Exactly the lines below from the one with "DOM bounding rect" up to and including the one with "pub fn right(&self)" make up the answer, with nothing else added.

» **Material provided**:

============================================================

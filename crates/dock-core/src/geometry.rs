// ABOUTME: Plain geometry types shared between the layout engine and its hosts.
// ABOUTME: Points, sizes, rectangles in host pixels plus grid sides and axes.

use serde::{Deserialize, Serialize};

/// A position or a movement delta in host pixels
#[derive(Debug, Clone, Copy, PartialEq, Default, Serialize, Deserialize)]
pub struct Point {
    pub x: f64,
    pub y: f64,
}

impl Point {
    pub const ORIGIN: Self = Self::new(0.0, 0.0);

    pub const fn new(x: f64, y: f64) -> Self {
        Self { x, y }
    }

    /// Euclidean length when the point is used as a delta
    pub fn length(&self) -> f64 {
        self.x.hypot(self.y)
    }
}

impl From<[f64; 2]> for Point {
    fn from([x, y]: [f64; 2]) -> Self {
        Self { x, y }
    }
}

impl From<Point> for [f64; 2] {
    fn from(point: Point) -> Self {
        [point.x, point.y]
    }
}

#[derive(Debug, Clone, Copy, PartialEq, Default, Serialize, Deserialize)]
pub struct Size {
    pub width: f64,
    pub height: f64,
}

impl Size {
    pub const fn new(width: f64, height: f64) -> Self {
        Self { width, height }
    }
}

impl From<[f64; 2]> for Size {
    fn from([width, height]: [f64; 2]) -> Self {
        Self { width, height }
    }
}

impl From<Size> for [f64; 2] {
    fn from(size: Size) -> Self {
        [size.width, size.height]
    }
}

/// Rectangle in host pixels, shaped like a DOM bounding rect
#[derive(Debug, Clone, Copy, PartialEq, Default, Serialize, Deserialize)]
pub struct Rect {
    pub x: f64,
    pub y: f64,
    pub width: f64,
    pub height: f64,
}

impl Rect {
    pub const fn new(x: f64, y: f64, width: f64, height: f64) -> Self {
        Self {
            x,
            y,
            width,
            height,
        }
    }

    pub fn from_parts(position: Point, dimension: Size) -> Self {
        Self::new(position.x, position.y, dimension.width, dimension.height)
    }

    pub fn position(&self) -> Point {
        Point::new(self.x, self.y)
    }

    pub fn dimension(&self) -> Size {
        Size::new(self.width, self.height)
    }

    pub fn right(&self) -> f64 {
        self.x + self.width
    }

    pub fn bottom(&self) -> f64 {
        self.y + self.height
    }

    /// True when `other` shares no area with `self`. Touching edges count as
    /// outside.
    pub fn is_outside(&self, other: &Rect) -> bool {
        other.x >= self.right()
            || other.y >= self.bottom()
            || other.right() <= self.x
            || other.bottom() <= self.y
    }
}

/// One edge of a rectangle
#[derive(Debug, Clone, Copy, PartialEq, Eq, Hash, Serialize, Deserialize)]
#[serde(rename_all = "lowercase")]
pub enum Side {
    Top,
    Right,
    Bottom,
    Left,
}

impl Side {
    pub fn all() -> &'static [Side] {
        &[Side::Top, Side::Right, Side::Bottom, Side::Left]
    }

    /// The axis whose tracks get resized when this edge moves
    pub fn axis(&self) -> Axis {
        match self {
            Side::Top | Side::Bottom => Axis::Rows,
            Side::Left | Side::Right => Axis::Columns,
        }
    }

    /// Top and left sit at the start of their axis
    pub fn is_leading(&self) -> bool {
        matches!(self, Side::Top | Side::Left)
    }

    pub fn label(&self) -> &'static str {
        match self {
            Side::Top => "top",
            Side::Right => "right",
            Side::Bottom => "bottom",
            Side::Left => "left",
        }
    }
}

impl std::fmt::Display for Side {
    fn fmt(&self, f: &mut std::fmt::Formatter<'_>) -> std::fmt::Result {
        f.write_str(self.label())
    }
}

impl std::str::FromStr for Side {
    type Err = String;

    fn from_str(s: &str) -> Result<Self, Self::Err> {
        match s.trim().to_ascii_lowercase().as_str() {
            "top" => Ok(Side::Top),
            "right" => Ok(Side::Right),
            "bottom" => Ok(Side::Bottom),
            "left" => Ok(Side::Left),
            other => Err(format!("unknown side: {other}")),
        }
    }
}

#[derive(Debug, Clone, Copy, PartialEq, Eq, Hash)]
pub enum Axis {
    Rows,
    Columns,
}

============================================================

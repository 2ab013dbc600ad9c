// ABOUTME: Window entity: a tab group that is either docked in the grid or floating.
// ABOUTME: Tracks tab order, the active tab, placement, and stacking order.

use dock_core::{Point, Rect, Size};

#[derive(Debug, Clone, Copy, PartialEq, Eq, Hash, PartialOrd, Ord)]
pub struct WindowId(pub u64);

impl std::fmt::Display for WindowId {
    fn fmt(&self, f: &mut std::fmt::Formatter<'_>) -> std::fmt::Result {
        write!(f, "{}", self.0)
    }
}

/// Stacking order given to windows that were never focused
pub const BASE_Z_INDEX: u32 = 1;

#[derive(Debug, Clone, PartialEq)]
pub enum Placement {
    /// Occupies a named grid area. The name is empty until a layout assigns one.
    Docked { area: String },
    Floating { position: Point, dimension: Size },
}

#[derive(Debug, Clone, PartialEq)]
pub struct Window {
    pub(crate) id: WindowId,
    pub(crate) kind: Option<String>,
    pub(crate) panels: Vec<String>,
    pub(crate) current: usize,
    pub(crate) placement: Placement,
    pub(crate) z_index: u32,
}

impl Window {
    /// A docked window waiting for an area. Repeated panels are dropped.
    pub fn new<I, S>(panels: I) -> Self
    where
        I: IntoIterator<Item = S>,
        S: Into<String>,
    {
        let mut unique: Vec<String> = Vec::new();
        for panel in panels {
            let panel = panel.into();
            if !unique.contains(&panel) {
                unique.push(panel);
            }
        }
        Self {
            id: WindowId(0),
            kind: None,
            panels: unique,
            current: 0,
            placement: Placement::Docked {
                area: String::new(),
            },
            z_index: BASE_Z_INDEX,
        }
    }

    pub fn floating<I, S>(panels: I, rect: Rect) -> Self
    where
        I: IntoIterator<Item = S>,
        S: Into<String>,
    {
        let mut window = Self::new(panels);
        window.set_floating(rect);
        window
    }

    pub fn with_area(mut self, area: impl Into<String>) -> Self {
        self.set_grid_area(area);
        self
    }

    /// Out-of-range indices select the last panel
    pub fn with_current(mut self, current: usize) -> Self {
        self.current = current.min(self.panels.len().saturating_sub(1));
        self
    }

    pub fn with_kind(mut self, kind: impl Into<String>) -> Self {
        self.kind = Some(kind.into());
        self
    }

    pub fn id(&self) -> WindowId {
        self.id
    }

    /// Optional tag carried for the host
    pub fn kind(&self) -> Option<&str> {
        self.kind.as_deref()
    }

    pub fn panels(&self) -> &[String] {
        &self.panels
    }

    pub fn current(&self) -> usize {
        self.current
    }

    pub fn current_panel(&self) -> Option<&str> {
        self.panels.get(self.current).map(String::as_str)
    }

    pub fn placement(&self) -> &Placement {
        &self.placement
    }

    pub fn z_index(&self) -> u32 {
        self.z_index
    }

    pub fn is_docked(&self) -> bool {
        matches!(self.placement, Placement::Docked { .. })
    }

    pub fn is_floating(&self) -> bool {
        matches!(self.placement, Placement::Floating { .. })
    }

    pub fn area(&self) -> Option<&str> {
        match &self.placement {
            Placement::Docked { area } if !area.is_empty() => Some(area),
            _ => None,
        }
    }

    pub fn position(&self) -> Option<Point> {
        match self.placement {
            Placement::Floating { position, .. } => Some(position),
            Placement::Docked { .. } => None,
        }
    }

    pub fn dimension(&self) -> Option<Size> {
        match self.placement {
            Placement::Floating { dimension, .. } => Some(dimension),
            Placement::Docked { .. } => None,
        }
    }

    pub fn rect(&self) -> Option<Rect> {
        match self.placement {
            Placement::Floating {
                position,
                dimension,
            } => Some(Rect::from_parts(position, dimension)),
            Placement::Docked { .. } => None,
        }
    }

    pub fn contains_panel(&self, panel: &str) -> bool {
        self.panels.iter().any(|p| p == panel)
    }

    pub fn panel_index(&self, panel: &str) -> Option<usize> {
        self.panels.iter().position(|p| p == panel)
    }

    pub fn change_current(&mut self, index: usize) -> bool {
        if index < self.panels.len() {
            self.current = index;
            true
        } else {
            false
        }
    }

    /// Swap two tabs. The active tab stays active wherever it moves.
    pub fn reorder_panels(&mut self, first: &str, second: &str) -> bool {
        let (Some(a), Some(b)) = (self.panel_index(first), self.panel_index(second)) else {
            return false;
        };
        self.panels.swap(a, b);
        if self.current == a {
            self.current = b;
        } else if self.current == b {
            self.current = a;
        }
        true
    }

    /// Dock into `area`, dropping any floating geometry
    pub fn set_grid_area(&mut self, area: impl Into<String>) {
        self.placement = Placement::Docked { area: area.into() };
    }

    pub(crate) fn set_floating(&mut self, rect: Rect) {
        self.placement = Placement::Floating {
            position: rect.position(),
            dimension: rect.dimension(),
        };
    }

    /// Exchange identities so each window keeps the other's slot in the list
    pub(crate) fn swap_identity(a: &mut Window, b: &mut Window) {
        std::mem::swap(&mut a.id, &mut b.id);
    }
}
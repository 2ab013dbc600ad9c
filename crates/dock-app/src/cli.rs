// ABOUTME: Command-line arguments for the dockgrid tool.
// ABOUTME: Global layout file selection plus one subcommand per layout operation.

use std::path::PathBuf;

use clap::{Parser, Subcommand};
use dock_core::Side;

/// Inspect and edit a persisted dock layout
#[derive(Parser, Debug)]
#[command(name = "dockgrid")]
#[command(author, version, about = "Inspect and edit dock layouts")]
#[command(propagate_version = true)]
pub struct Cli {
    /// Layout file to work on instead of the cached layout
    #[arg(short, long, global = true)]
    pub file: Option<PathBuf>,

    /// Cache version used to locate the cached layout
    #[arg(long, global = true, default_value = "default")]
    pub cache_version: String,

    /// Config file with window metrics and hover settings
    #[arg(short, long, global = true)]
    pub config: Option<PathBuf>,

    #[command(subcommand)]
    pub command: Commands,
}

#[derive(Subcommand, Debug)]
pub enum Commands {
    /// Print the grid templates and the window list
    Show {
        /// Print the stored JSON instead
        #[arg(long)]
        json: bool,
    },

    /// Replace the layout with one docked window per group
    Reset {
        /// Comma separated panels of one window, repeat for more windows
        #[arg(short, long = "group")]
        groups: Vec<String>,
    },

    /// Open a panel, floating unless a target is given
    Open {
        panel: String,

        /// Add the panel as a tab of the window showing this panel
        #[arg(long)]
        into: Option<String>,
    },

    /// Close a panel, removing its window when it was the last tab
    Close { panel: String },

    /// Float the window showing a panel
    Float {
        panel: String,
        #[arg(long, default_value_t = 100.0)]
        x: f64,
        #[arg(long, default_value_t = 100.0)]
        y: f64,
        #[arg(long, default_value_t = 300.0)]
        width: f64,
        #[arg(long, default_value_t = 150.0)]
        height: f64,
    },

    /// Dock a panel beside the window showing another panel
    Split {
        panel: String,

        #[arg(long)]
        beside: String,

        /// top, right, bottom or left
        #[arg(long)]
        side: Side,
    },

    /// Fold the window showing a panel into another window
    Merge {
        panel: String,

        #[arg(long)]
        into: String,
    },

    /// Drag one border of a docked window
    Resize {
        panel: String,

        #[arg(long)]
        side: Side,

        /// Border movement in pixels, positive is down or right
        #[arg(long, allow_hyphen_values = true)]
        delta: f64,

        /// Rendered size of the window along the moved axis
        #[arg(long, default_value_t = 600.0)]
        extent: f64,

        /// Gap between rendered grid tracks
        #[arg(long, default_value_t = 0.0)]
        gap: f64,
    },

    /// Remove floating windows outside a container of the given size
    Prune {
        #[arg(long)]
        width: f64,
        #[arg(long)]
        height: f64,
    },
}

============================================================

» **Exercise output**:
/// Rectangle in host pixels, shaped like a DOM bounding rect
#[derive(Debug, Clone, Copy, PartialEq, Default, Serialize, Deserialize)]
pub struct Rect {
    pub x: f64,
    pub y: f64,
    pub width: f64,
    pub height: f64,
}

impl Rect {
    pub const fn new(x: f64, y: f64, width: f64, height: f64) -> Self {
        Self {
            x,
            y,
            width,
            height,
        }
    }

    pub fn from_parts(position: Point, dimension: Size) -> Self {
        Self::new(position.x, position.y, dimension.width, dimension.height)
    }

    pub fn position(&self) -> Point {
        Point::new(self.x, self.y)
    }

    pub fn dimension(&self) -> Size {
        Size::new(self.width, self.height)
    }

    pub fn right(&self) -> f64 {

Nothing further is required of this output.